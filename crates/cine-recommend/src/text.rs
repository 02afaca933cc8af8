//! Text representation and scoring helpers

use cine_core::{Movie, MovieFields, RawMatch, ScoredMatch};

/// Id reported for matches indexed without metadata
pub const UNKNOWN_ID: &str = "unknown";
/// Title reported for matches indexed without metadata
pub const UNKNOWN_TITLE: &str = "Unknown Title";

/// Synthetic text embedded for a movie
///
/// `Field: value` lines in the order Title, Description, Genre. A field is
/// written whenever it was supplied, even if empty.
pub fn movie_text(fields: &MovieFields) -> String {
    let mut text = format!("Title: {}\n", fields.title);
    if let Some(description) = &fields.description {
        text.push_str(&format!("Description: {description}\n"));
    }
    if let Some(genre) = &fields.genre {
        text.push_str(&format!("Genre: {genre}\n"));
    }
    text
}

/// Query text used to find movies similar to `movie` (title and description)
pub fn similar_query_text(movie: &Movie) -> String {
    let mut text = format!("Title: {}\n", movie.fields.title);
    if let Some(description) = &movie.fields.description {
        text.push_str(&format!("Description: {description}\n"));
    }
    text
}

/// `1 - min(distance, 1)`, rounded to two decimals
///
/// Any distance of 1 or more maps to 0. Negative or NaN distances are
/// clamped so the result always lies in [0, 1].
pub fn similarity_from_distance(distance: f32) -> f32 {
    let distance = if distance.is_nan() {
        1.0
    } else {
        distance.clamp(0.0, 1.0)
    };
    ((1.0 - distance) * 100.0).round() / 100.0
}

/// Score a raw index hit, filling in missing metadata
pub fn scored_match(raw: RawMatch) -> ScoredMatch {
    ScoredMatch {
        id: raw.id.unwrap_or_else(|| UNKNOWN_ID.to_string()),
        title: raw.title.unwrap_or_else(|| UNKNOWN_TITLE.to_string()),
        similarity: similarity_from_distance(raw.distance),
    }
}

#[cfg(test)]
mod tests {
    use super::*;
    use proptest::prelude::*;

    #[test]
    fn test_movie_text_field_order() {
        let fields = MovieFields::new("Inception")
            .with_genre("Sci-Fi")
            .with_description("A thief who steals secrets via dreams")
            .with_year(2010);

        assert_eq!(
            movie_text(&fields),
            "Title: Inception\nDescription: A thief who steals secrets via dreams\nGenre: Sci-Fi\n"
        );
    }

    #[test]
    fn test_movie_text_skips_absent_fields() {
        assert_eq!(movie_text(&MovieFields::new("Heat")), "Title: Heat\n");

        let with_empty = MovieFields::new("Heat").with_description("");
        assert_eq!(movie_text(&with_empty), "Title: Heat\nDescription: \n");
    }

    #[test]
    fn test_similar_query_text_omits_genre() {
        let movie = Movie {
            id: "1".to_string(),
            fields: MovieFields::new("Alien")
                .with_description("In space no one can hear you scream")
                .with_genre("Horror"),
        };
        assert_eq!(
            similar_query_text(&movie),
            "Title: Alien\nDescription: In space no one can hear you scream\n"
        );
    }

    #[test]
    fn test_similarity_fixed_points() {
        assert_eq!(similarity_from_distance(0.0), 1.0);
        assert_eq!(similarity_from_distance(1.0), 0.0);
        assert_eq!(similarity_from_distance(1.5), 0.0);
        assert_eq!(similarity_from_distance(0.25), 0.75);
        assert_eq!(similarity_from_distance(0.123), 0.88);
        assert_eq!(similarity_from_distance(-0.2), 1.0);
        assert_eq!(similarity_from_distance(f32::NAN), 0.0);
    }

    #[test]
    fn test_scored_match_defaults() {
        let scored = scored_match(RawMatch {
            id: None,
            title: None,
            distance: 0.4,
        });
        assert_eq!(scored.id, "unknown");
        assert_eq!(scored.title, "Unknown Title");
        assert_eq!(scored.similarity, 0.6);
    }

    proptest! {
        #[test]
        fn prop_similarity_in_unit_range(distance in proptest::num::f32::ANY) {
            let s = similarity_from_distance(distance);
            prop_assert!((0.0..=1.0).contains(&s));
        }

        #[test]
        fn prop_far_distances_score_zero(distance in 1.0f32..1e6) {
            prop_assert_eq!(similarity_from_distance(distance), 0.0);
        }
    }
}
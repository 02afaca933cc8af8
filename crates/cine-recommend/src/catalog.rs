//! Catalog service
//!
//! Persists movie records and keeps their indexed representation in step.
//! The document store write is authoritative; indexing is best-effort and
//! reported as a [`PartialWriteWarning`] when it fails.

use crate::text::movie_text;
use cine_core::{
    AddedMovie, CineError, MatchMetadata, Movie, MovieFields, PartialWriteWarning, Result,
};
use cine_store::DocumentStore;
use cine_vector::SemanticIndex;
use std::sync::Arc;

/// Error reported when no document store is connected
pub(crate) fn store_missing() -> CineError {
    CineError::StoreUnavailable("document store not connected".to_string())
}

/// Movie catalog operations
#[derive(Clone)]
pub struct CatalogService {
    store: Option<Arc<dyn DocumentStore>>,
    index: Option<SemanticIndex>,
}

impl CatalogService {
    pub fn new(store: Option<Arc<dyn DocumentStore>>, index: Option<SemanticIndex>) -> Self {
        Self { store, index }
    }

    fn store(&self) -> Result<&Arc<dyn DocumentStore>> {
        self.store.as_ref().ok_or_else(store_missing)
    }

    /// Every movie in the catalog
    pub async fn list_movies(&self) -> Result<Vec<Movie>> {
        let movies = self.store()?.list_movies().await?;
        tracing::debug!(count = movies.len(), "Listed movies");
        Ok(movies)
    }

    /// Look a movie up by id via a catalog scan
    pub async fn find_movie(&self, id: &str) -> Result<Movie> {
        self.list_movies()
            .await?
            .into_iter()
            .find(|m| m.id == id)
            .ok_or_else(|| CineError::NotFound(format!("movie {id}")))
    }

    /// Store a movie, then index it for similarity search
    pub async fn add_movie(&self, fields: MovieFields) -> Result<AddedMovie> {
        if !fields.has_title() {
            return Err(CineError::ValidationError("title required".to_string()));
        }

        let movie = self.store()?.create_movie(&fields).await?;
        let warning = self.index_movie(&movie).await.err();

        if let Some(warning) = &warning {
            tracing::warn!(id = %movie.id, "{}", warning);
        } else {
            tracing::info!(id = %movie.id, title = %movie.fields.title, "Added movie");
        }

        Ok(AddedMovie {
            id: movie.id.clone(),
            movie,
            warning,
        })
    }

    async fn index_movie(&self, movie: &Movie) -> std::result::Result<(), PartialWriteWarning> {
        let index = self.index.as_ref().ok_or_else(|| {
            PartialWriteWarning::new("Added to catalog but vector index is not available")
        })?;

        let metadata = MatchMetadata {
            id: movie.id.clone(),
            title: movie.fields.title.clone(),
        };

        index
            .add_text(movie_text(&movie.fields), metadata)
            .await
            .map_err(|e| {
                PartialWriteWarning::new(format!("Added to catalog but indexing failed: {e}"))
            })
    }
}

......

REQUIRED ACTION:
Check each line above for the string "space" and copy those that have it.

OUTPUT FOR THIS TASK:
                .with_description("In space no one can hear you scream")
            "Title: Alien\nDescription: In space no one can hear you scream\n"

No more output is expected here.